Im Frühjahr 2009 ließ der Beklagte ohne Genehmigung des Klägers auf dessen Grundstück in der Einfahrt an seiner Fassade ein Gerüst aufstellen, um dringende Instandsetzungsmaßnahmen am Giebel vorzunehmen. Der Kläger genehmigte dies nachträglich. Mitte Mai musste er jedoch feststellen, dass der Beklagte begonnen hatte, auf der Außenwand seines Gebäudes eine ca. 12 cm starke Isolierung aufzubringen, die nach dem Aufbringen des Putzes mit einer Gesamtdicke von 15 cm in sein Grundstück hineinragen und die Einfahrt verengen würde. Die beabsichtigte Dämmschicht sollte eine Fassadenfläche von ca. 253 qm bedecken.
Nachdem der Kläger den Dämmmaßnahmen erfolglos widersprochen hatte, erwirkte er beim LG den Erlass einer einstweiligen Verfügung, wonach es der Beklagte zu unterlassen hatte, auf der Außenfassade eine in das Grundstück des Klägers hineinragende Außenisolierung anzubringen. Die gegen dieses Urteil gerichtete Berufung des Beklagten blieb vor dem OLG ohne Erfolg. Die Entscheidung ist rechtskräftig.
Die Gründe:
Der Kläger hat gegen den Beklagten einen Unterlassungsanspruch. Er muss die in sein Grundstück hineinragende Isolierungsmaßnahme nicht als Überbau gem. § 912 Abs. 1 BGB dulden.

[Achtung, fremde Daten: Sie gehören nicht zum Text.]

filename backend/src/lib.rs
//! Demo booking backend for the tutoring site.
//!
//! Layout follows ports and adapters: `domain` owns validation, records and
//! port traits; `inbound::http` exposes them over Actix; `outbound` provides
//! the in-memory and PostgreSQL storage adapters.

pub mod doc;
pub mod domain;
pub mod inbound;
pub mod middleware;
pub mod outbound;
pub mod server;
pub mod settings;

/// Public OpenAPI surface used by Swagger UI and tooling.
pub use doc::ApiDoc;
pub use middleware::Trace;
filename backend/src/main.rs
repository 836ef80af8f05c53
//! Backend entry-point: loads settings, selects storage and serves the API.

use actix_web::web;
use tracing::{info, warn};
use tracing_subscriber::{EnvFilter, fmt};

use bookings::inbound::http::health::HealthState;
use bookings::server::{ServerConfig, build_storage, create_server};
use bookings::settings::AppSettings;

/// Application bootstrap.
#[actix_web::main]
async fn main() -> std::io::Result<()> {
    if let Err(e) = fmt()
        .with_env_filter(EnvFilter::from_default_env())
        .json()
        .try_init()
    {
        warn!(error = %e, "tracing init failed");
    }

    let settings = AppSettings::load_from_args(std::env::args_os()).map_err(std::io::Error::other)?;
    let bind_addr = settings.bind_addr().map_err(std::io::Error::other)?;
    let storage = build_storage(&settings)
        .await
        .map_err(std::io::Error::other)?;

    let health_state = web::Data::new(HealthState::new(storage.clone()));
    let server = create_server(health_state.clone(), ServerConfig::new(bind_addr, storage))?;
    info!(%bind_addr, "bookings server listening");

    let result = server.await;
    health_state.mark_unhealthy();
    result
}
//! OpenAPI documentation configuration.
//!
//! [`ApiDoc`] registers the booking and health endpoints together with the
//! schema wrappers from [`crate::inbound::http::schemas`], which describe
//! domain types without coupling them to utoipa.
//!
//! The document backs Swagger UI in debug builds and is exported by the
//! `openapi-dump` binary.

use utoipa::OpenApi;

use crate::inbound::http::schemas::{
    DemoBookingRequestSchema, DemoBookingSchema, ErrorCodeSchema, ErrorSchema,
};

/// OpenAPI document for the REST API.
#[derive(OpenApi)]
#[openapi(
    info(
        title = "Bookings API",
        description = "Demo class booking submission and listing, plus health checks."
    ),
    servers(
        (url = "/", description = "Relative to the deployment base URL")
    ),
    paths(
        crate::inbound::http::bookings::create_booking,
        crate::inbound::http::bookings::list_bookings,
        crate::inbound::http::health::ready,
        crate::inbound::http::health::live,
    ),
    components(schemas(
        DemoBookingRequestSchema,
        DemoBookingSchema,
        ErrorSchema,
        ErrorCodeSchema
    )),
    tags(
        (name = "bookings", description = "Demo class bookings"),
        (name = "health", description = "Endpoints for health checks")
    )
)]
pub struct ApiDoc;
//! Embedded schema migrations.

use diesel::{Connection, PgConnection};
use diesel_migrations::{EmbeddedMigrations, MigrationHarness, embed_migrations};
use tracing::info;

use crate::domain::ports::StorageError;

const MIGRATIONS: EmbeddedMigrations = embed_migrations!("migrations");

/// Apply every pending migration on a blocking connection.
///
/// Returns the versions that were applied, oldest first.
pub fn run_pending_migrations(database_url: &str) -> Result<Vec<String>, StorageError> {
    let mut conn = PgConnection::establish(database_url)
        .map_err(|err| StorageError::connection(err.to_string()))?;
    let applied = conn
        .run_pending_migrations(MIGRATIONS)
        .map_err(|err| StorageError::query(format!("migration failed: {err}")))?
        .into_iter()
        .map(|version| version.to_string())
        .collect::<Vec<_>>();

    info!(count = applied.len(), "database migrations applied");
    Ok(applied)
}

/// Async wrapper running [`run_pending_migrations`] on the blocking pool.
pub async fn migrate(database_url: &str) -> Result<Vec<String>, StorageError> {
    let url = database_url.to_owned();
    tokio::task::spawn_blocking(move || run_pending_migrations(&url))
        .await
        .map_err(|err| StorageError::query(format!("migration task failed: {err}")))?
}
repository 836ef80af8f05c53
//! Inbound adapters that translate external requests into domain service
//! calls while keeping framework details at the edge.

pub mod http;
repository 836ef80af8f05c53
//! Domain-level error types.
//!
//! These errors are transport agnostic. The HTTP adapter maps them to status
//! codes and JSON envelopes; nothing in the domain knows about HTTP.

use serde::{Deserialize, Serialize};
use serde_json::Value;

use super::TraceId;

/// Stable machine-readable error code describing the failure category.
#[derive(Debug, Clone, Copy, PartialEq, Eq, Hash, Serialize, Deserialize)]
#[non_exhaustive]
#[serde(rename_all = "snake_case")]
pub enum ErrorCode {
    /// The request is malformed or fails validation.
    InvalidRequest,
    /// The requested resource does not exist.
    NotFound,
    /// The resource exists but does not support the request method.
    MethodNotAllowed,
    /// An unexpected error occurred inside the service.
    InternalError,
}

/// Domain error payload.
///
/// `message` is the only human-readable field and is shown to end users
/// verbatim. Internal errors must therefore be built with generic text; the
/// underlying cause belongs in the logs, not here.
///
/// ## Invariants
/// - `message` is non-empty once trimmed of whitespace.
/// - `trace_id`, when present, is non-empty.
///
/// # Examples
/// ```
/// use bookings::domain::{Error, ErrorCode};
///
/// let err = Error::not_found("Endpoint not found");
/// assert_eq!(err.code(), ErrorCode::NotFound);
/// ```
#[derive(Debug, Clone, PartialEq, Serialize, Deserialize)]
#[serde(try_from = "ErrorDto", into = "ErrorDto")]
pub struct Error {
    code: ErrorCode,
    message: String,
    trace_id: Option<String>,
    details: Option<Value>,
}

/// Validation errors emitted by the fallible constructors.
#[derive(Debug, Clone, PartialEq, Eq, thiserror::Error)]
pub enum ErrorValidationError {
    #[error("error message must not be empty")]
    EmptyMessage,
    #[error("trace identifier must not be empty")]
    EmptyTraceId,
}

impl Error {
    /// Create a new error, panicking if the message is blank.
    ///
    /// Captures the ambient [`TraceId`] when one is in scope.
    pub fn new(code: ErrorCode, message: impl Into<String>) -> Self {
        match Self::try_new(code, message) {
            Ok(value) => value,
            Err(err) => panic!("error messages must satisfy validation: {err}"),
        }
    }

    /// Fallible constructor that validates the message content.
    pub fn try_new(code: ErrorCode, message: impl Into<String>) -> Result<Self, ErrorValidationError> {
        let message = message.into();
        if message.trim().is_empty() {
            return Err(ErrorValidationError::EmptyMessage);
        }
        Ok(Self {
            code,
            message,
            trace_id: TraceId::current().map(|id| id.to_string()),
            details: None,
        })
    }

    /// Stable machine-readable error code.
    pub fn code(&self) -> ErrorCode {
        self.code
    }

    /// Human-readable message returned to clients.
    pub fn message(&self) -> &str {
        self.message.as_str()
    }

    /// Correlation identifier, if one was captured.
    pub fn trace_id(&self) -> Option<&str> {
        self.trace_id.as_deref()
    }

    /// Supplementary structured details.
    pub fn details(&self) -> Option<&Value> {
        self.details.as_ref()
    }

    /// Attach a trace identifier, panicking if it is blank.
    pub fn with_trace_id(self, trace_id: impl Into<String>) -> Self {
        match self.try_with_trace_id(trace_id) {
            Ok(value) => value,
            Err(err) => panic!("trace identifiers must satisfy validation: {err}"),
        }
    }

    /// Attach a trace identifier after validating it.
    pub fn try_with_trace_id(
        mut self,
        trace_id: impl Into<String>,
    ) -> Result<Self, ErrorValidationError> {
        let trace_id = trace_id.into();
        if trace_id.trim().is_empty() {
            return Err(ErrorValidationError::EmptyTraceId);
        }
        self.trace_id = Some(trace_id);
        Ok(self)
    }

    /// Attach structured details to the error.
    ///
    /// # Examples
    /// ```
    /// use bookings::domain::Error;
    /// use serde_json::json;
    ///
    /// let err = Error::invalid_request("bad").with_details(json!({ "field": "name" }));
    /// assert!(err.details().is_some());
    /// ```
    pub fn with_details(mut self, details: Value) -> Self {
        self.details = Some(details);
        self
    }

    /// Drop any structured details.
    pub fn without_details(mut self) -> Self {
        self.details = None;
        self
    }

    /// Convenience constructor for [`ErrorCode::InvalidRequest`].
    pub fn invalid_request(message: impl Into<String>) -> Self {
        Self::new(ErrorCode::InvalidRequest, message)
    }

    /// Convenience constructor for [`ErrorCode::NotFound`].
    pub fn not_found(message: impl Into<String>) -> Self {
        Self::new(ErrorCode::NotFound, message)
    }

    /// Convenience constructor for [`ErrorCode::MethodNotAllowed`].
    pub fn method_not_allowed(message: impl Into<String>) -> Self {
        Self::new(ErrorCode::MethodNotAllowed, message)
    }

    /// Convenience constructor for [`ErrorCode::InternalError`].
    ///
    /// The message reaches clients unchanged, so keep it generic.
    pub fn internal(message: impl Into<String>) -> Self {
        Self::new(ErrorCode::InternalError, message)
    }
}

impl std::fmt::Display for Error {
    fn fmt(&self, f: &mut std::fmt::Formatter<'_>) -> std::fmt::Result {
        write!(f, "{}", self.message)
    }
}

impl std::error::Error for Error {}

#[derive(Debug, Clone, Serialize, Deserialize)]
#[serde(rename_all = "camelCase")]
struct ErrorDto {
    code: ErrorCode,
    message: String,
    #[serde(default, skip_serializing_if = "Option::is_none", alias = "trace_id")]
    trace_id: Option<String>,
    #[serde(default, skip_serializing_if = "Option::is_none")]
    details: Option<Value>,
}

impl From<Error> for ErrorDto {
    fn from(value: Error) -> Self {
        let Error {
            code,
            message,
            trace_id,
            details,
        } = value;
        Self {
            code,
            message,
            trace_id,
            details,
        }
    }
}

impl TryFrom<ErrorDto> for Error {
    type Error = ErrorValidationError;

    fn try_from(value: ErrorDto) -> Result<Self, Self::Error> {
        let ErrorDto {
            code,
            message,
            trace_id,
            details,
        } = value;

        let mut error = Error::try_new(code, message)?;
        // A deserialised payload carries its own trace; never the ambient one.
        error.trace_id = None;
        if let Some(id) = trace_id {
            error = error.try_with_trace_id(id)?;
        }
        error.details = details;
        Ok(error)
    }
}
//! Diesel table definitions matching the embedded migrations.

diesel::table! {
    demo_bookings (id) {
        id -> Uuid,
        seq -> Int8,
        name -> Text,
        email -> Text,
        phone -> Text,
        grade -> Text,
        message -> Nullable<Text>,
        created_at -> Timestamptz,
    }
}

diesel::table! {
    users (id) {
        id -> Uuid,
        seq -> Int8,
        username -> Text,
        password_hash -> Text,
        created_at -> Timestamptz,
    }
}

diesel::allow_tables_to_appear_in_same_query!(demo_bookings, users);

Nach § 912 BGB hat ein Nachbar den Überbau zu dulden, wenn der Eigentümer des Grundstücks bei der Errichtung eines Gebäudes über die Grenze gebaut hat, ohne dass ihm Vorsatz oder grobe Fahrlässigkeit zur Last fällt, wenn er nicht vor oder sofort nach der Grenzüberschreitung Widerspruch erhoben hat. Im Streitfall hat der Beklagte jedoch grob fahrlässig oder vorsätzlich gehandelt; denn wer im Bereich der Grundstücksgrenze baut und sich nicht gegebenenfalls durch Hinzuziehung eines Vermessungsingenieurs darüber vergewissert, ob der für die Bebauung vorgesehene Grund auch ihm gehört und er die Grenzen seines Grundstücks nicht überschreitet, handelt gegebenenfalls grob fahrlässig. Dem Beklagten war bewusst, dass sein Gebäude unmittelbar an der Grundstücksgrenze steht und dass die Dämmplatten zwingend in das Grundstück des Klägers hineinragen würden. Darüber hinaus hat dieser sofort nach der Grenzüberschreitung Widerspruch erhoben.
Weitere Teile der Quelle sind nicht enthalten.